Keith Haring talks about the Pop Shop:
“The Pop Shop makes my work accessible. It’s about participation on a big level.”
- © Keith Haring Foundation Photo by Tseng Kwong Chi | © Muna Tseng Dance Projects, Inc., New York
- © Keith Haring Foundation Photo by Tseng Kwong Chi | © Muna Tseng Dance Projects, Inc., New York
- © Keith Haring Foundation Photo by Tseng Kwong Chi | © Muna Tseng Dance Projects, Inc., New York
“If I only made paintings in a gallery I would probably be frustrated.”
“The use of commercial projects has enabled me to reach millions of people whom I would not have reached by remaining an unknown artist. I assumed, after all, that the point of making art was to communicate and contribute to culture.”
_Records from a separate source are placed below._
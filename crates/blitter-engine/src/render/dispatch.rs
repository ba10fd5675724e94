use crate::blitter::{Blitter, Bob, RenderFlags};
use crate::camera::Camera;
use crate::coords::Vec2;

use super::{DrawMode, RasterSurface};

/// Per-call draw counts.
#[derive(Debug, Copy, Clone, Default, PartialEq, Eq)]
pub struct DrawStats {
    /// Bobs drawn with `blit_fast`.
    pub direct: usize,
    /// Bobs drawn through the transform stack.
    pub mirrored: usize,
}

impl DrawStats {
    #[inline]
    pub fn total(self) -> usize {
        self.direct + self.mirrored
    }
}

// ── visibility gate ───────────────────────────────────────────────────────

/// True if `blitter` should draw anything for `camera`.
///
/// Requires the full render mask, and that the camera is not listed in the
/// container's camera filter.
pub fn will_render(blitter: &Blitter, camera: &Camera) -> bool {
    let filter = blitter.camera_filter();
    blitter.render_flags() == RenderFlags::RENDER_MASK
        && !(filter != 0 && filter & camera.id().bit() != 0)
}

// ── origin ────────────────────────────────────────────────────────────────

/// Screen-space translation shared by every bob of `blitter` this frame.
///
/// A scroll factor of 0 pins the container to the screen; 1 follows the
/// camera 1:1. No rounding.
#[inline]
pub fn resolve_origin(blitter: &Blitter, camera: &Camera) -> Vec2 {
    blitter.position - camera.scroll.mul_components(blitter.scroll_factor)
}

// ── draw ──────────────────────────────────────────────────────────────────

/// Draws one bob relative to `origin` using `mode`.
///
/// `Mirrored` saves the transform and restores it before returning, including
/// when the draw fails. Callers outside the crate go through [`render_blitter`],
/// which always derives `mode` from the bob's flip flags.
pub(crate) fn draw_bob<S: RasterSurface>(
    surface: &mut S,
    bob: &Bob,
    origin: Vec2,
    mode: DrawMode,
) -> Result<(), S::Error> {
    let frame = &bob.frame;
    let anchor = bob.position + origin;

    match mode {
        DrawMode::Direct => {
            let dst = frame.dst_offset + anchor;
            surface.blit_fast(dst.x, dst.y, frame)
        }
        DrawMode::Mirrored { fx, fy } => {
            let offset = mode.adjusted_offset(frame);

            let mut scoped = surface.save_transform();
            scoped.translate(anchor.x, anchor.y);
            scoped.scale(fx, fy);
            scoped.draw_transformed(frame.image, frame.source, offset, frame.dst_size)
        }
    }
}

/// Renders every bob in `blitter`'s render list onto `surface`.
///
/// Issues no surface calls at all when the visibility gate fails. Otherwise sets
/// the container's blend mode once, then draws bobs in render-list order. The
/// first draw error aborts the loop and is returned unchanged.
pub fn render_blitter<S: RasterSurface>(
    surface: &mut S,
    blitter: &Blitter,
    camera: &Camera,
) -> Result<DrawStats, S::Error> {
    if !will_render(blitter, camera) {
        log::trace!(
            "blitter skipped for camera {}: flags {:?}, filter {:#x}",
            camera.id().index(),
            blitter.render_flags(),
            blitter.camera_filter()
        );
        return Ok(DrawStats::default());
    }

    surface.set_blend_mode(blitter.blend_mode);

    let origin = resolve_origin(blitter, camera);
    let mut stats = DrawStats::default();

    for bob in blitter.render_list() {
        let mode = DrawMode::for_bob(bob);
        draw_bob(surface, bob, origin, mode)?;

        match mode {
            DrawMode::Direct => stats.direct += 1,
            DrawMode::Mirrored { .. } => stats.mirrored += 1,
        }
    }

    Ok(stats)
}

#[cfg(test)]
mod tests {
    use super::*;
    use crate::atlas::{Frame, ImageHandle};
    use crate::blitter::BobId;
    use crate::coords::Rect;
    use crate::paint::BlendMode;
    use crate::render::{RecordingSurface, SurfaceCall};

    fn frame16() -> Frame {
        Frame::new(ImageHandle(7), Rect::new(0.0, 0.0, 16.0, 16.0))
    }

    fn camera(scroll_x: f32, scroll_y: f32) -> Camera {
        Camera::new(0).unwrap().with_scroll(scroll_x, scroll_y)
    }

    /// Container at (100, 50), factor (1, 1), one bob at (5, 5).
    fn example_blitter() -> Blitter {
        example_with_bob().0
    }

    fn example_with_bob() -> (Blitter, BobId) {
        let mut b = Blitter::new(100.0, 50.0, frame16());
        let id = b.create(5.0, 5.0);
        (b, id)
    }

    fn render(blitter: &Blitter, cam: &Camera) -> RecordingSurface {
        let mut surface = RecordingSurface::new();
        render_blitter(&mut surface, blitter, cam).unwrap();
        surface
    }

    // ── visibility gate ───────────────────────────────────────────────────

    #[test]
    fn hidden_container_issues_no_calls() {
        let mut b = example_blitter();
        b.set_visible(false);
        assert!(render(&b, &camera(0.0, 0.0)).calls().is_empty());
    }

    #[test]
    fn any_cleared_flag_issues_no_calls() {
        let cam = camera(0.0, 0.0);

        let mut b = example_blitter();
        b.set_alpha(0.0);
        assert!(render(&b, &cam).calls().is_empty());

        let mut b = example_blitter();
        b.set_scale(0.0, 1.0);
        assert!(render(&b, &cam).calls().is_empty());

        let mut b = example_blitter();
        b.set_frame(frame16().with_dst_size(0.0, 0.0));
        assert!(render(&b, &cam).calls().is_empty());
    }

    #[test]
    fn filtered_camera_issues_no_calls() {
        let cam = Camera::new(2).unwrap();
        let mut b = example_blitter();
        b.ignore_camera(&cam);
        assert!(!will_render(&b, &cam));
        assert!(render(&b, &cam).calls().is_empty());
    }

    #[test]
    fn filter_for_other_camera_still_renders() {
        let cam = Camera::new(2).unwrap();
        let other = Camera::new(1).unwrap();
        let mut b = example_blitter();
        b.ignore_camera(&other);
        assert!(will_render(&b, &cam));
        assert_eq!(render(&b, &cam).calls().len(), 2);
    }

    #[test]
    fn empty_container_sets_blend_mode_only() {
        let b = Blitter::new(0.0, 0.0, frame16()).with_blend_mode(BlendMode::Add);
        let surface = render(&b, &camera(0.0, 0.0));
        assert_eq!(surface.calls(), &[SurfaceCall::SetBlendMode(BlendMode::Add)]);
    }

    // ── origin ────────────────────────────────────────────────────────────

    #[test]
    fn zero_scroll_factor_pins_to_screen() {
        let b = example_blitter().with_scroll_factor(0.0, 0.0);
        for (sx, sy) in [(0.0, 0.0), (10.0, 10.0), (-250.5, 1e6)] {
            assert_eq!(resolve_origin(&b, &camera(sx, sy)), Vec2::new(100.0, 50.0));
        }
    }

    #[test]
    fn unit_scroll_factor_follows_camera() {
        let b = example_blitter();
        assert_eq!(resolve_origin(&b, &camera(10.0, 10.0)), Vec2::new(90.0, 40.0));
        assert_eq!(resolve_origin(&b, &camera(-3.5, 7.25)), Vec2::new(103.5, 42.75));
    }

    #[test]
    fn fractional_scroll_factor_is_not_rounded() {
        let b = example_blitter().with_scroll_factor(0.5, 0.25);
        assert_eq!(resolve_origin(&b, &camera(3.0, 3.0)), Vec2::new(98.5, 49.25));
    }

    // ── draw dispatch ─────────────────────────────────────────────────────

    #[test]
    fn unflipped_bob_takes_fast_path() {
        let b = example_blitter().with_blend_mode(BlendMode::Screen);
        let surface = render(&b, &camera(10.0, 10.0));
        assert_eq!(
            surface.calls(),
            &[
                SurfaceCall::SetBlendMode(BlendMode::Screen),
                SurfaceCall::BlitFast { x: 95.0, y: 45.0, frame: frame16() },
            ]
        );
    }

    #[test]
    fn fast_path_includes_frame_offset() {
        let mut b = Blitter::new(0.0, 0.0, frame16().with_dst_offset(3.0, -2.0));
        b.create(10.0, 20.0);
        let surface = render(&b, &camera(0.0, 0.0));
        let SurfaceCall::BlitFast { x, y, .. } = surface.calls()[1] else {
            panic!("expected fast blit, got {:?}", surface.calls()[1]);
        };
        assert_eq!((x, y), (13.0, 18.0));
    }

    #[test]
    fn flip_x_takes_transform_path() {
        let (mut b, id) = example_with_bob();
        b.bob_mut(id).unwrap().flip_x = true;

        let surface = render(&b, &camera(10.0, 10.0));
        assert_eq!(
            surface.calls(),
            &[
                SurfaceCall::SetBlendMode(BlendMode::Normal),
                SurfaceCall::PushTransform,
                SurfaceCall::Translate { x: 95.0, y: 45.0 },
                SurfaceCall::Scale { x: -1.0, y: 1.0 },
                SurfaceCall::DrawTransformed {
                    image: ImageHandle(7),
                    source: Rect::new(0.0, 0.0, 16.0, 16.0),
                    dst_offset: Vec2::new(-16.0, 0.0),
                    dst_size: Vec2::new(16.0, 16.0),
                },
                SurfaceCall::PopTransform,
            ]
        );
        assert_eq!(surface.depth(), 0);
    }

    #[test]
    fn flip_y_adjusts_height_only() {
        let (mut b, id) = example_with_bob();
        b.bob_mut(id).unwrap().flip_y = true;

        let surface = render(&b, &camera(10.0, 10.0));
        assert!(surface.calls().contains(&SurfaceCall::Scale { x: 1.0, y: -1.0 }));
        assert!(surface.calls().iter().any(|c| matches!(
            c,
            SurfaceCall::DrawTransformed { dst_offset, .. } if *dst_offset == Vec2::new(0.0, -16.0)
        )));
    }

    #[test]
    fn draw_order_matches_render_list() {
        let mut b = Blitter::new(0.0, 0.0, frame16());
        for i in 0..5 {
            let id = b.create(i as f32 * 10.0, 0.0);
            b.bob_mut(id).unwrap().flip_x = i % 2 == 1;
        }

        let surface = render(&b, &camera(0.0, 0.0));
        let xs: Vec<f32> = surface
            .calls()
            .iter()
            .filter_map(|c| match *c {
                SurfaceCall::BlitFast { x, .. } => Some(x),
                SurfaceCall::Translate { x, .. } => Some(x),
                _ => None,
            })
            .collect();
        assert_eq!(xs, vec![0.0, 10.0, 20.0, 30.0, 40.0]);
    }

    #[test]
    fn stats_count_each_path() {
        let mut b = Blitter::new(0.0, 0.0, frame16());
        b.create(0.0, 0.0);
        let flipped = b.create(0.0, 0.0);
        b.bob_mut(flipped).unwrap().set_flip(true, true);
        let hidden = b.create(0.0, 0.0);
        b.bob_mut(hidden).unwrap().visible = false;

        let mut surface = RecordingSurface::new();
        let stats = render_blitter(&mut surface, &b, &camera(0.0, 0.0)).unwrap();
        assert_eq!(stats, DrawStats { direct: 1, mirrored: 1 });
        assert_eq!(stats.total(), 2);
    }

    // ── failure ───────────────────────────────────────────────────────────

    /// Recording surface whose transformed draws always fail.
    struct FailingSurface(RecordingSurface);

    impl RasterSurface for FailingSurface {
        type Error = &'static str;

        fn set_blend_mode(&mut self, mode: BlendMode) {
            self.0.set_blend_mode(mode);
        }

        fn blit_fast(&mut self, x: f32, y: f32, frame: &Frame) -> Result<(), Self::Error> {
            self.0.blit_fast(x, y, frame).map_err(|never| match never {})
        }

        fn draw_transformed(
            &mut self,
            _image: ImageHandle,
            _source: Rect,
            _dst_offset: Vec2,
            _dst_size: Vec2,
        ) -> Result<(), Self::Error> {
            Err("image gone")
        }

        fn push_transform(&mut self) {
            self.0.push_transform();
        }

        fn pop_transform(&mut self) {
            self.0.pop_transform();
        }

        fn translate(&mut self, x: f32, y: f32) {
            self.0.translate(x, y);
        }

        fn scale(&mut self, sx: f32, sy: f32) {
            self.0.scale(sx, sy);
        }
    }

    #[test]
    fn failed_mirrored_draw_restores_transform_and_stops() {
        let mut b = Blitter::new(0.0, 0.0, frame16());
        let first = b.create(0.0, 0.0);
        b.bob_mut(first).unwrap().flip_x = true;
        b.create(32.0, 0.0);

        let mut surface = FailingSurface(RecordingSurface::new());
        let err = render_blitter(&mut surface, &b, &camera(0.0, 0.0)).unwrap_err();

        assert_eq!(err, "image gone");
        assert_eq!(surface.0.depth(), 0);
        assert_eq!(surface.0.calls().last(), Some(&SurfaceCall::PopTransform));
        assert!(!surface.0.calls().iter().any(|c| matches!(c, SurfaceCall::BlitFast { .. })));
    }
}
The Pop Shop opened its doors in 1986 at 292 Lafayette Street in the Soho neighborhood of Manhattan, NYC. Haring saw the Pop Shop as an extension of his work, a fun boutique where his art could be accessible to everyone. The Shop sold T-shirts and novelty items with Keith’s imagery as well as some of his contemporaries, like Kenny Scharf and Jean Michel Basquiat. Haring later opened a Pop Shop in Tokyo in 1987. Haring painted the inside walls of both shops, creating an immersive experience into his aesthetic. The Pop Shop Tokyo closed in 1988 and the NYC Pop Shop location closed in September of 2005. In 2006 the exhibition Keith Haring: Art and Commerce examined the context and history of the Pop Shop, and in 2009, as part of the group exhibition Pop Life, the Tate Modern reconstructed aspects of the New York Pop Shop to recreate the feeling of the original. The original Pop Shop ceiling was donated to the New York Historical Society and is installed in its entry.